EXECUTIVE SEVERANCE AND CHANGE OF CONTROL POLICY
Effective August 10, 2021
1. Purpose; Effective Date. This Severance and Change of Control Policy (this Policy) has been established by the Company effective August 10, 2021 (the Effective Date) to provide Eligible Executives with the opportunity to receive severance benefits in the event of a termination of employment under certain circumstances in order to attract and retain qualified executives.
2. Definitions. The following terms, when capitalized herein, shall have the meanings given below. Other defined terms are included throughout this Policy.
(a) Administrator means the Committee with respect to Eligible Executives who are subject to the provisions of Section 16 of the Securities Exchange Act of 1934, and the Chief Executive Officer of the Company with respect to all other Eligible Executives.

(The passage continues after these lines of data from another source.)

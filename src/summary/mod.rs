//! Time Summaries
//!
//! Aggregates time-clock punches into per-employee regular and overtime
//! hours for display.
//!
//! ## Data Flow
//!
//! 1. A [`PunchSource`] yields raw [`TimeEntry`](crate::models::TimeEntry) records
//!    (from the API or from a CSV export)
//! 2. Entries are normalized into [`Punch`]es; failures become
//!    [`SkippedEntry`] values
//! 3. [`summarize`] computes daily, weekly and total hours, reporting
//!    unmatched punches as [`Anomaly`] values

mod aggregator;
mod punch;
mod report;
mod source;

pub use aggregator::{normalize_entries, summarize, summarize_entries, week_start};
pub use punch::{parse_timestamp, Punch, PunchError, PunchKind};
pub use report::{
    Anomaly, DaySummary, EmployeeSummary, PunchCounts, SkippedEntry, SummaryTotals, TimeSummary,
    WeekSummary, WEEKLY_REGULAR_HOURS,
};
pub use source::{CsvPunchSource, PunchSource, SourceError};

use chrono::NaiveDate;

use crate::models::{RecordId, TimeEntry};

/// Restricts which entries go into a summary
#[derive(Debug, Clone, Default, PartialEq)]
pub struct PeriodFilter {
    /// First calendar date included
    pub from: Option<NaiveDate>,
    /// Last calendar date included
    pub to: Option<NaiveDate>,
    pub employee_id: Option<RecordId>,
}

impl PeriodFilter {
    pub fn new() -> Self {
        Self::default()
    }

    /// Builder method: set the first included date
    pub fn since(mut self, date: NaiveDate) -> Self {
        self.from = Some(date);
        self
    }

    /// Builder method: set the last included date
    pub fn until(mut self, date: NaiveDate) -> Self {
        self.to = Some(date);
        self
    }

    /// Builder method: restrict to one employee
    pub fn employee(mut self, id: RecordId) -> Self {
        self.employee_id = Some(id);
        self
    }

    pub fn is_empty(&self) -> bool {
        self.from.is_none() && self.to.is_none() && self.employee_id.is_none()
    }

    /// Check whether a normalized punch falls inside the filter
    pub fn matches(&self, punch: &Punch) -> bool {
        let date = punch.date();
        self.from.map_or(true, |from| date >= from)
            && self.to.map_or(true, |to| date <= to)
            && self
                .employee_id
                .as_ref()
                .map_or(true, |id| &punch.employee_id == id)
    }
}

/// Normalize, filter and aggregate raw entries.
///
/// Entries that fail normalization are always reported as skipped, even
/// when a filter is set, since their date and employee are unknown.
pub fn summarize_period(entries: &[TimeEntry], filter: &PeriodFilter) -> TimeSummary {
    let (punches, skipped) = normalize_entries(entries);
    let punches: Vec<Punch> = punches.into_iter().filter(|p| filter.matches(p)).collect();

    let mut summary = summarize(&punches);
    summary.skipped = skipped;
    summary
}

#[cfg(test)]
mod tests {
    use super::*;

    fn entry(id: i64, employee: i64, kind: &str, ts: &str) -> TimeEntry {
        TimeEntry {
            id: Some(RecordId::from(id)),
            employee_id: Some(RecordId::from(employee)),
            punch_type: Some(kind.to_string()),
            timestamp: Some(ts.to_string()),
            ..Default::default()
        }
    }

    #[test]
    fn test_day_with_lunch_break() {
        let entries = vec![
            entry(1, 10, "check_in", "2024-01-01T09:00:00"),
            entry(2, 10, "break_start", "2024-01-01T12:00:00"),
            entry(3, 10, "break_end", "2024-01-01T12:30:00"),
            entry(4, 10, "check_out", "2024-01-01T17:00:00"),
        ];

        let summary = summarize_entries(&entries);
        let employee = &summary.employees[0];
        assert_eq!(employee.total_hours, 7.5);
        assert_eq!(employee.regular_hours, 7.5);
        assert_eq!(employee.overtime_hours, 0.0);
        assert!(!summary.has_issues());
    }

    #[test]
    fn test_period_filter() {
        let entries = vec![
            entry(1, 10, "check_in", "2024-01-01T09:00:00Z"),
            entry(2, 10, "check_out", "2024-01-01T17:00:00Z"),
            entry(3, 10, "check_in", "2024-01-02T09:00:00Z"),
            entry(4, 10, "check_out", "2024-01-02T13:00:00Z"),
            entry(5, 11, "check_in", "2024-01-02T09:00:00Z"),
            entry(6, 11, "check_out", "2024-01-02T10:00:00Z"),
        ];

        let day_two = NaiveDate::from_ymd_opt(2024, 1, 2).unwrap();
        let filter = PeriodFilter::new().since(day_two).until(day_two);
        let summary = summarize_period(&entries, &filter);
        assert_eq!(summary.employees.len(), 2);
        assert_eq!(summary.employees[0].total_hours, 4.0);

        let filter = PeriodFilter::new().employee(RecordId::from(11));
        let summary = summarize_period(&entries, &filter);
        assert_eq!(summary.employees.len(), 1);
        assert_eq!(summary.employees[0].total_hours, 1.0);
    }
}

(b) Base Salary means the Eligible Executives annualized rate of base cash compensation paid on each regularly scheduled payday for the executives regular work schedule, determined as of his or her Termination Date, and is calculated to include any before-tax contributions that are deducted for Company benefit plan purposes. Base Salary does not include taxable or nontaxable fringe benefits or awards, payout of accrued vacation, the value of any performance awards, bonuses, commissions or other incentive pay, or any payments which are not made on each regular payday, regardless of how such payments may be characterized.
(c) Board means the Board of Directors of the Company.
(d) Cause means any behavior or reason, as determined by the Company in its sole discretion, which constitutes cause for the termination of an Eligible Executives employment and includes but shall not be limited to any of the following: willful disregard of job duties; failure to repeatedly correct informed performance deficiencies; dishonesty (including, but not limited to, falsification of reports or the unauthorized removal or misuse of any Employer property); theft; breach of trust; unethical conduct; insubordination (including, but not limited to, willful negligence or refusal to carry out instructions); violation of Employer policies, procedures, or code of conduct; disclosure of confidential information about the Employer; conviction for (or a plea of nolo contendere to) any act of fraud, misappropriation, theft or embezzlement, and/or a felony; or breach of any written non-disclosure, non-competition or non-solicitation agreement, or any other material written agreement, in effect with the Employer.
(e) Change of Control has the meaning given in (i) the Amended and Restated Fiserv, Inc. 2007 Omnibus Incentive Plan or (ii) if the Board has adopted a replacement omnibus equity incentive plan for the Amended and Restated Fiserv, Inc. 2007 Omnibus Incentive Plan, the Companys most recently adopted omnibus equity incentive plan.